[[ The input, beginning ]]

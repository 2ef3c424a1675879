use super::{ProcessId, Scheduler, SimCtx};

/// Arrival order. Admission already happens in (arrival, id) order, so a
/// plain FIFO ready set is enough.
pub struct FcfsScheduler;

impl Scheduler for FcfsScheduler {
    const NAME: &'static str = "FCFS";

    fn enqueue(&mut self, ctx: &mut SimCtx, process: ProcessId) {
        ctx.ready_push_back(process);
    }
}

[[ The input, end ]]

Exercise aim> Which lines in the records above contain the string "ProcessId"? Copy each one.

Task answer>
use super::{ProcessId, Scheduler, SimCtx};
    fn enqueue(&mut self, ctx: &mut SimCtx, process: ProcessId) {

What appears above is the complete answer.